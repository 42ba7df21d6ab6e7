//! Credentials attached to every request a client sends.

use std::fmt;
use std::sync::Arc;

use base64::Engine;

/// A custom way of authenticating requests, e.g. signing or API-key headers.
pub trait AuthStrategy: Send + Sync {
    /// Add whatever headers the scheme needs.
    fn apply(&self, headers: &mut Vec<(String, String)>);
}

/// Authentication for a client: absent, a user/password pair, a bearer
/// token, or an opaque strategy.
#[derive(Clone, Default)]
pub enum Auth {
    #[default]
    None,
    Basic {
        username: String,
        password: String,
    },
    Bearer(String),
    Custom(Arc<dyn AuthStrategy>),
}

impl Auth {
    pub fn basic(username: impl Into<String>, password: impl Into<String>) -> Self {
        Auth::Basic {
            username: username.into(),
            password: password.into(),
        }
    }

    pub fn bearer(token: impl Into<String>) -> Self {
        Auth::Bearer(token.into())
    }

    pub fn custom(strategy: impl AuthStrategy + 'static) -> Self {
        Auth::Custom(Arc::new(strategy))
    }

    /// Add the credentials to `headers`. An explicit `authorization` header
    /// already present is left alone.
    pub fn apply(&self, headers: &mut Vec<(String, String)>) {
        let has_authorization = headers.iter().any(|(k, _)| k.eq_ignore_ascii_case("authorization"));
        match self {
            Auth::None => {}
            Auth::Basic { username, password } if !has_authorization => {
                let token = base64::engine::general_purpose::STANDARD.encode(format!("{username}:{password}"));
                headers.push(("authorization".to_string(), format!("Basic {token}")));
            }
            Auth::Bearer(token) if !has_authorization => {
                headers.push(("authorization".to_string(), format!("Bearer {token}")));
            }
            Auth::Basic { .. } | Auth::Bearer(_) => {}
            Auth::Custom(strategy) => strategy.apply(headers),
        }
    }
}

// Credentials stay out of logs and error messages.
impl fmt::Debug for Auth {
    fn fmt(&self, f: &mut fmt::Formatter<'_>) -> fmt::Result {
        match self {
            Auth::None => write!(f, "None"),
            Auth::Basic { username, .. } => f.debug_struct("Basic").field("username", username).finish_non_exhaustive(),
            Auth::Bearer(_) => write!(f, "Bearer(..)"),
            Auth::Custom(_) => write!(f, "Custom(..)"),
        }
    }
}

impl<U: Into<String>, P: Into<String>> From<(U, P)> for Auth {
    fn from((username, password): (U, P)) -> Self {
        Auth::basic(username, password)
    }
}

==

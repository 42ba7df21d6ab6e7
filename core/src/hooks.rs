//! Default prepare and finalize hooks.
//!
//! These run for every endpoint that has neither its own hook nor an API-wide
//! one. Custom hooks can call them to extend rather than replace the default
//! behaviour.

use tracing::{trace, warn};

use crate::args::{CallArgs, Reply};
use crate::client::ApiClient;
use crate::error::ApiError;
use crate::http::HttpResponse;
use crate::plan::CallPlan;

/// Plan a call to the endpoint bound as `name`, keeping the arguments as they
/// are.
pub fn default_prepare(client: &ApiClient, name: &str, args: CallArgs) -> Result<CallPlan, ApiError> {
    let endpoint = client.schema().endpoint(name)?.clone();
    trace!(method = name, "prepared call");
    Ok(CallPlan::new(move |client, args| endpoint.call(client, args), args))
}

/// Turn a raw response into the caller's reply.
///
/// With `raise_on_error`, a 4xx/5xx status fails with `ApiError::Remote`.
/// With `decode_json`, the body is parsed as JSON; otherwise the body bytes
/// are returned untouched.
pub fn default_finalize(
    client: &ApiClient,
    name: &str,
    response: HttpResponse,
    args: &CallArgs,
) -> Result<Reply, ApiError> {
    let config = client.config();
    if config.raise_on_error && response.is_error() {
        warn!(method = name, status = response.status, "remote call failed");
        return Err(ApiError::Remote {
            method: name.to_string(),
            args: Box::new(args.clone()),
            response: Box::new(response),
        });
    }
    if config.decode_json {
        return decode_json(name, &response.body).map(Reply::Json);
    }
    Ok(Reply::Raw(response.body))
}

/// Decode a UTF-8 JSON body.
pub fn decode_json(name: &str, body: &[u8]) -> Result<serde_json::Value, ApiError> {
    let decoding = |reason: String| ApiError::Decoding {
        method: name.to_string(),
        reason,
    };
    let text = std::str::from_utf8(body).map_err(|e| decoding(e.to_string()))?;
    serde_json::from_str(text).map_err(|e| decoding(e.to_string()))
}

*INSTRUCTIONS TO FOLLOW*: Could you return every line from the entries above in which the string "method" occurs?

*OUTPUT OF THE TASK*:
    trace!(method = name, "prepared call");
        warn!(method = name, status = response.status, "remote call failed");
            method: name.to_string(),
        method: name.to_string(),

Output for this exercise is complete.